The above studies are the analysis of the factors affecting regional price differences. Based on the analysis of the factors affecting regional price differences of rebar, this paper combines the analysis results with the long short-term memory network to put forward the regional price difference prediction model. Compared with the above literature, this paper is a more objective and comprehensive study of the factors influencing regional price spreads and arbitrage models.

2.2. Cross-Regional Arbitrage between Futures and Spot

The price discovery mechanism has functions such as making market transactions open [28,29], enhancing cross-regional price relations [30,31], regulating market supply and demand relations [32,33], mitigating price fluctuations [34], and promoting stable and orderly development of the market [35,36]. Cross-regional arbitrage trade is the basis of price linkage between different regions [37]. Kannika and James [38] focus on the single spot market and make probabilistic forecasts for natural gas in eight spot markets. Zhou and Li [39] underscore that arbitragers play an important role in spot–futures market interaction and shock transfer, and adequate arbitrage trading during crises may help eliminate the positive basis and halt the further spread of crises. Song and Xing [40] argued that after the implementation of the continuous trading system, Shanghai copper has a better price discovery function than London copper and New York copper futures. Su et al. [41] studied the relationship between futures and the spot of crude oil with the causality analysis method. According to the research of gold futures [42], New York gold has the strongest price discovery ability, dominates the world gold price trend, and has the gold pricing power, while Shanghai gold has the weakest price discovery ability and only initially has the international gold pricing power.

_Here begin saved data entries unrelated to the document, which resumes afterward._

//! Tests for launch failures and general CLI behavior.

use crate::support::*;
use predicates::prelude::*;

#[test]
fn test_version() {
    let t = Test::new();

    t.cmd()
        .arg("--version")
        .assert()
        .success()
        .stdout(predicate::str::starts_with("envseal "));
}

#[test]
fn test_exec_without_command_is_usage_error() {
    let t = Test::with_store("secrets.json", "{}");

    t.cmd()
        .arg("exec")
        .assert()
        .failure()
        .stderr(predicate::str::contains("COMMAND"));
}

#[test]
fn test_help() {
    let t = Test::new();

    let output = t.cmd().arg("--help").output().unwrap();
    assert_success(&output);
    assert_stdout_contains(&output, "Usage");
}

#[test]
fn test_unknown_command_fails() {
    let t = Test::new();

    let output = t.cmd().arg("unknown-command").output().unwrap();
    assert_failure(&output);
}

#[test]
fn test_completions_bash_outputs_script() {
    let t = Test::new();

    let output = t.cmd().args(["completions", "bash"]).output().unwrap();
    assert_success(&output);
    assert_stdout_contains(&output, "envseal");
}

#[test]
fn test_missing_store_config() {
    let t = Test::new();

    let output = t.exec(&["echo", "never"]);
    assert_failure(&output);
    assert_stderr_contains(&output, "no secret store configured");
    assert_stderr_contains(&output, "--store");
    assert_output_excludes(&output, "never");
}

#[test]
fn test_malformed_config_file() {
    let t = Test::new();
    t.write(".envseal.toml", "store = [unterminated");

    let output = t.exec(&["echo", "never"]);
    assert_failure(&output);
    assert_stderr_contains(&output, "invalid config file");
}

#[cfg(unix)]
mod launch_failures {
    use crate::support::*;

    /// A target that leaves a marker behind if it ever runs.
    const TOUCH_MARKER: &[&str] = &["sh", "-c", "touch ran.marker"];

    #[test]
    fn test_decryption_failure_halts_launch() {
        let t = Test::new();
        t.write("secrets.json", "ENC[...]");
        t.write(
            ".envseal.toml",
            r#"
store = "secrets.json"

[decryptor]
command = "sh"
args = ["-c", "echo 'Failed to get the data key required to decrypt' >&2; exit 128", "sh"]
"#,
        );

        let output = t.exec(TOUCH_MARKER);
        assert_eq!(output.status.code(), Some(1));
        assert_stderr_contains(&output, "decryption failed");
        assert_stderr_contains(&output, "Failed to get the data key");
        assert!(!t.path("ran.marker").exists());
    }

    #[test]
    fn test_missing_decryptor() {
        let t = Test::new();
        t.write("secrets.json", "{}");
        t.write(
            ".envseal.toml",
            "store = \"secrets.json\"\n[decryptor]\ncommand = \"envseal-no-such-tool\"\n",
        );

        let output = t.exec(TOUCH_MARKER);
        assert_failure(&output);
        assert_stderr_contains(&output, "not found");
        assert!(!t.path("ran.marker").exists());
    }

    #[test]
    fn test_missing_store_file() {
        let t = Test::new();
        t.write(".envseal.toml", &format!("store = \"absent.json\"\n{}", CAT_CONFIG));

        let output = t.exec(TOUCH_MARKER);
        assert_failure(&output);
        assert_stderr_contains(&output, "decryption failed");
        assert!(!t.path("ran.marker").exists());
    }

    #[test]
    fn test_truncated_payload_halts_launch() {
        let t = Test::with_store("secrets.json", r#"{"A": "1", "B": "#);

        let output = t.exec(TOUCH_MARKER);
        assert_eq!(output.status.code(), Some(1));
        assert_stderr_contains(&output, "failed to parse json secrets");
        assert!(!t.path("ran.marker").exists());
    }

    #[test]
    fn test_invalid_secret_key_halts_launch() {
        let t = Test::with_store("secrets.json", r#"{"GOOD": "1", "BAD-KEY": "supersecret"}"#);

        let output = t.exec(TOUCH_MARKER);
        assert_eq!(output.status.code(), Some(1));
        assert_stderr_contains(&output, "invalid secret key 'BAD-KEY'");
        assert_output_excludes(&output, "supersecret");
        assert!(!t.path("ran.marker").exists());
    }

    #[test]
    fn test_missing_target() {
        let t = Test::with_store("secrets.json", r#"{"TOKEN": "supersecret"}"#);

        let output = t.exec(&["envseal-no-such-target", "--arg"]);
        assert_eq!(output.status.code(), Some(1));
        assert_stderr_contains(&output, "cannot exec 'envseal-no-such-target'");
        assert_stderr_contains(&output, "check the target path");
        assert_output_excludes(&output, "supersecret");
    }

    #[test]
    fn test_non_executable_target() {
        let t = Test::with_store("secrets.json", r#"{"A": "1"}"#);
        t.write("script.sh", "#!/bin/sh\ntouch ran.marker\n");

        let output = t.exec(&["./script.sh"]);
        assert_failure(&output);
        assert_stderr_contains(&output, "cannot exec");
        assert!(!t.path("ran.marker").exists());
    }
}
//! Configuration loading.
//!
//! Settings come from, highest precedence first: command-line flags,
//! `ENVSEAL_*` environment variables (both handled by clap), the
//! `.envseal.toml` file, and built-in defaults.
//!
//! ```toml
//! store = "secrets.enc.json"
//! format = "json"
//!
//! [decryptor]
//! command = "sops"
//! args = ["--decrypt"]
//! ```

use serde::Deserialize;
use std::path::{Path, PathBuf};
use tracing::debug;

use crate::core::bundle::Format;
use crate::core::constants;
use crate::core::decrypt::CommandDecryptor;
use crate::core::pipeline::Launcher;
use crate::error::{ConfigError, Result};

/// Contents of `.envseal.toml`.
#[derive(Debug, Default, Deserialize)]
#[serde(deny_unknown_fields)]
pub struct FileConfig {
    /// Encrypted secret store. Relative paths are relative to the file.
    #[serde(default)]
    pub store: Option<PathBuf>,
    /// Payload format; detected from the store extension when absent
    #[serde(default)]
    pub format: Option<Format>,
    #[serde(default)]
    pub decryptor: DecryptorConfig,
}

/// The `[decryptor]` table.
#[derive(Debug, Default, Deserialize)]
#[serde(deny_unknown_fields)]
pub struct DecryptorConfig {
    #[serde(default)]
    pub command: Option<String>,
    #[serde(default)]
    pub args: Option<Vec<String>>,
}

impl FileConfig {
    /// Load a config file.
    ///
    /// With no explicit path, `.envseal.toml` in the current directory is
    /// used if present and an empty config otherwise.
    ///
    /// # Errors
    ///
    /// Returns `ConfigError::NotFound` if an explicit path doesn't exist,
    /// or `ConfigError::Parse` if the TOML is malformed.
    pub fn load(path: Option<&Path>) -> Result<Self> {
        let path = match path {
            Some(path) if !path.exists() => {
                return Err(ConfigError::NotFound(path.to_path_buf()).into())
            }
            Some(path) => path.to_path_buf(),
            None => {
                let default = PathBuf::from(constants::CONFIG_FILE);
                if !default.exists() {
                    debug!("no config file, using defaults");
                    return Ok(Self::default());
                }
                default
            }
        };

        debug!(path = %path.display(), "loading config");
        let contents = std::fs::read_to_string(&path).map_err(ConfigError::ReadFile)?;
        let mut config = Self::from_toml(&contents)?;

        if let (Some(store), Some(dir)) = (&config.store, path.parent()) {
            if store.is_relative() && !dir.as_os_str().is_empty() {
                config.store = Some(dir.join(store));
            }
        }

        Ok(config)
    }

    /// Parse config file contents.
    pub fn from_toml(contents: &str) -> Result<Self> {
        Ok(toml::from_str(contents).map_err(ConfigError::Parse)?)
    }
}

/// Values supplied on the command line or through the environment.
#[derive(Debug, Default, Clone)]
pub struct Overrides {
    pub store: Option<PathBuf>,
    pub format: Option<Format>,
    pub decryptor: Option<String>,
    /// Replaces the file's decryptor args when non-empty
    pub decryptor_args: Vec<String>,
}

/// Fully resolved settings for one launch.
#[derive(Debug, Clone, PartialEq, Eq)]
pub struct Config {
    pub store: PathBuf,
    pub format: Option<Format>,
    pub decryptor: String,
    pub decryptor_args: Vec<String>,
}

impl Config {
    /// Merge overrides over a config file.
    ///
    /// # Errors
    ///
    /// Returns `ConfigError::MissingStore` if no layer names a store.
    pub fn resolve(file: FileConfig, overrides: Overrides) -> Result<Self> {
        let store = overrides
            .store
            .or(file.store)
            .ok_or(ConfigError::MissingStore)?;

        let decryptor = overrides
            .decryptor
            .or(file.decryptor.command)
            .unwrap_or_else(|| constants::DEFAULT_DECRYPTOR.to_string());

        let decryptor_args = if !overrides.decryptor_args.is_empty() {
            overrides.decryptor_args
        } else {
            file.decryptor.args.unwrap_or_else(|| {
                constants::DEFAULT_DECRYPTOR_ARGS
                    .iter()
                    .map(|s| s.to_string())
                    .collect()
            })
        };

        let config = Self {
            store,
            format: overrides.format.or(file.format),
            decryptor,
            decryptor_args,
        };
        debug!(
            store = %config.store.display(),
            decryptor = %config.decryptor,
            format = ?config.format,
            "config resolved"
        );
        Ok(config)
    }

    /// Load the config file at `path` (or the default) and apply overrides.
    pub fn load(path: Option<&Path>, overrides: Overrides) -> Result<Self> {
        Self::resolve(FileConfig::load(path)?, overrides)
    }

    pub fn decryptor(&self) -> CommandDecryptor {
        CommandDecryptor::new(&self.decryptor, &self.decryptor_args)
    }

    pub fn launcher(&self) -> Launcher<CommandDecryptor> {
        Launcher::new(self.decryptor(), &self.store).with_format(self.format)
    }
}
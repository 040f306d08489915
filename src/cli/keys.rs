//! Keys command.
//!
//! Decrypts the store and lists the secret names it would inject. Values
//! are never printed.

use std::path::Path;

use crate::cli::output;
use crate::core::config::{Config, Overrides};
use crate::core::validation::{validate_key, validate_value};
use crate::error::Result;

/// List the secret names in the configured store.
pub fn execute(config_path: Option<&Path>, overrides: Overrides, json: bool) -> Result<()> {
    let config = Config::load(config_path, overrides)?;
    let bundle = config.launcher().load()?;

    for (key, value) in bundle.iter() {
        validate_key(key)?;
        validate_value(key, value)?;
    }

    let keys: Vec<&str> = bundle.keys().collect();

    if json {
        let output = serde_json::json!({
            "store": config.store,
            "keys": keys,
            "count": keys.len()
        });
        println!("{}", serde_json::to_string_pretty(&output)?);
    } else if keys.is_empty() {
        output::dimmed("no secrets in store");
    } else {
        output::header(&format!(
            "{} secrets in {}",
            keys.len(),
            output::path(&config.store.display().to_string())
        ));
        for key in keys {
            output::list_item(key);
        }
    }

    Ok(())
}
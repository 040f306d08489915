//! Constants used throughout envseal.
//!
//! Centralizes defaults and magic strings.

/// Configuration file name (.envseal.toml).
pub const CONFIG_FILE: &str = ".envseal.toml";

/// Default decryption tool.
pub const DEFAULT_DECRYPTOR: &str = "sops";

/// Arguments passed to the decryption tool before the store path.
pub const DEFAULT_DECRYPTOR_ARGS: &[&str] = &["--decrypt"];

/// Environment variable holding the log filter.
pub const LOG_ENV: &str = "ENVSEAL_LOG";

/// Exit status for any aborted launch.
pub const EXIT_FAILURE: i32 = 1;

/// Search path for the target when the launch environment has no `PATH`.
pub const DEFAULT_PATH: &str = "/usr/bin:/bin";
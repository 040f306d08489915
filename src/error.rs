//! Error types for envseal.
//!
//! Every launch stage has exactly one fatal variant. None of them are
//! retried; `main` reports the message and exits non-zero.

use std::path::PathBuf;
use thiserror::Error;

/// Top-level error.
#[derive(Error, Debug)]
pub enum Error {
    /// The external decryption tool could not produce a payload.
    #[error("decryption failed for {}: {reason}", store.display())]
    DecryptionFailed { store: PathBuf, reason: String },

    /// The decrypted payload is not a flat key/value document.
    #[error("failed to parse {format} secrets: {reason}")]
    SecretParseFailed { format: &'static str, reason: String },

    /// A secret cannot be exported as an environment variable.
    #[error("invalid secret key '{key}': {reason}")]
    InvalidSecretKey { key: String, reason: String },

    /// Control could not be handed to the target executable.
    #[error("cannot exec '{program}': {reason}")]
    ProcessReplaceFailed { program: String, reason: String },

    #[error(transparent)]
    Config(#[from] ConfigError),

    #[error("io error: {0}")]
    Io(#[from] std::io::Error),

    #[error("json error: {0}")]
    Json(#[from] serde_json::Error),
}

/// Configuration errors.
#[derive(Error, Debug)]
pub enum ConfigError {
    #[error("config file not found: {}", .0.display())]
    NotFound(PathBuf),

    #[error("failed to read config file: {0}")]
    ReadFile(#[source] std::io::Error),

    #[error("invalid config file: {0}")]
    Parse(#[from] toml::de::Error),

    #[error("no secret store configured")]
    MissingStore,
}

pub type Result<T> = std::result::Result<T, Error>;

impl Error {
    /// Shorthand for a [`Error::SecretParseFailed`].
    pub(crate) fn parse(format: &'static str, reason: impl Into<String>) -> Self {
        Error::SecretParseFailed {
            format,
            reason: reason.into(),
        }
    }

    /// An operator hint for the error, if one applies.
    pub fn hint(&self) -> Option<&'static str> {
        match self {
            Error::DecryptionFailed { .. } => {
                Some("check that the store exists and its decryption key is available")
            }
            Error::SecretParseFailed { .. } => {
                Some("the store must decrypt to a flat map of names to scalar values")
            }
            Error::InvalidSecretKey { .. } => {
                Some("secret names must match [A-Za-z_][A-Za-z0-9_]*")
            }
            Error::ProcessReplaceFailed { .. } => Some("check the target path and its permissions"),
            Error::Config(ConfigError::MissingStore) => {
                Some("pass --store, set ENVSEAL_STORE, or add `store` to .envseal.toml")
            }
            _ => None,
        }
    }
}
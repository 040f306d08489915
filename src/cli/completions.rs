//! Completions command.
//!
//! Generates shell completion scripts for bash, zsh, fish, and PowerShell.

use clap::CommandFactory;
use clap_complete::{generate, Shell as CompletionShell};

use crate::cli::{Cli, Shell};
use crate::error::Result;

/// Generate shell completions.
pub fn execute(shell: Shell) -> Result<()> {
    let mut cmd = Cli::command();
    let shell = match shell {
        Shell::Bash => CompletionShell::Bash,
        Shell::Zsh => CompletionShell::Zsh,
        Shell::Fish => CompletionShell::Fish,
        Shell::PowerShell => CompletionShell::PowerShell,
    };

    generate(shell, &mut cmd, "envseal", &mut std::io::stdout());
    Ok(())
}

It is worth noting that there are few works of literature on steel spot price discovery functions from a regional perspective. Most research on price discovery functions is based on a local or national average price of futures. Liu [43] studied the difference in price discovery function of rebar futures in different spot market regions and found that the guiding influence of the rebar spot market on futures in North and East China was significantly stronger than that in Northeast China. As for iron ore futures, it is mainly conducted from the perspective of domestic and foreign comparison. Ma [44] found the international futures price of iron ore has a significant impact on the spot price. Evren and Elif [45] found through ARCH and GARCH tests that there was a two-way guiding relationship between steel rebar futures and spot, and steel rebar futures could improve the completeness of the market. Regulators should pay attention to maintaining the connection between the raw material market and the financial market.

The above literature does not consider the cross-regional price difference and spot commodity price discovery at the same time. Based on the study of cross-regional arbitrage of spot steel, this paper proposes a price difference prediction model, which can guide enterprises to predict the steel price differences in different regions in real-time.

2.3. Prediction Model of Spot Regional Price Differences

Since spot prices are non-stationary time series in most cases, the direct use of statistical methods may lead to pseudo-regression. For the study of the relationship between non-stationary economic variables, Engle and Granger [46] proposed the co-integration theory and error correction model, which contributed a lot to the research on the short and long-term forecast of spot prices. Booth and Tse [47] found a co-integration relationship between US Treasury futures prices and Eurodollar futures prices. Elena and Eric [48] predicted short-term volatility spreads by combining volatility factors with time series. Li and Zhang [49] used the Markov transformation model to obtain the long-term co-integration relationship between Shanghai copper and London copper.

Most studies adopted a regression model to solve the problem of time series price prediction. Kapl and Adli [12,13] used the ARIMA model to predict steel price but the premise of ARIMA is that the time series must be steady state. Kim and Lim [11] used the vector error correction model and generalized autoregressive conditional heteroscedasticity method to analyze the price discovery and spillover effect of spot rebar in China. Mou et al. [50] applied a geographically weighted regression model to examine local associations between house prices and their underlying determinants, which are selected according to supply and demand in a region. Bigman et al. [51] proposed a regression of the spot price on the delivery date and the futures price at a fixed time away from the delivery date to test whether the futures price is an unbiased estimator of the spot price on the last trading day. Mehmanpazir et al. [52] used multiple logarithmic regression analyses to fit the supply and demand function and predict the price trend of Iranian steel; however, the error correction effect of the regression model is not good enough to predict the complex steel price.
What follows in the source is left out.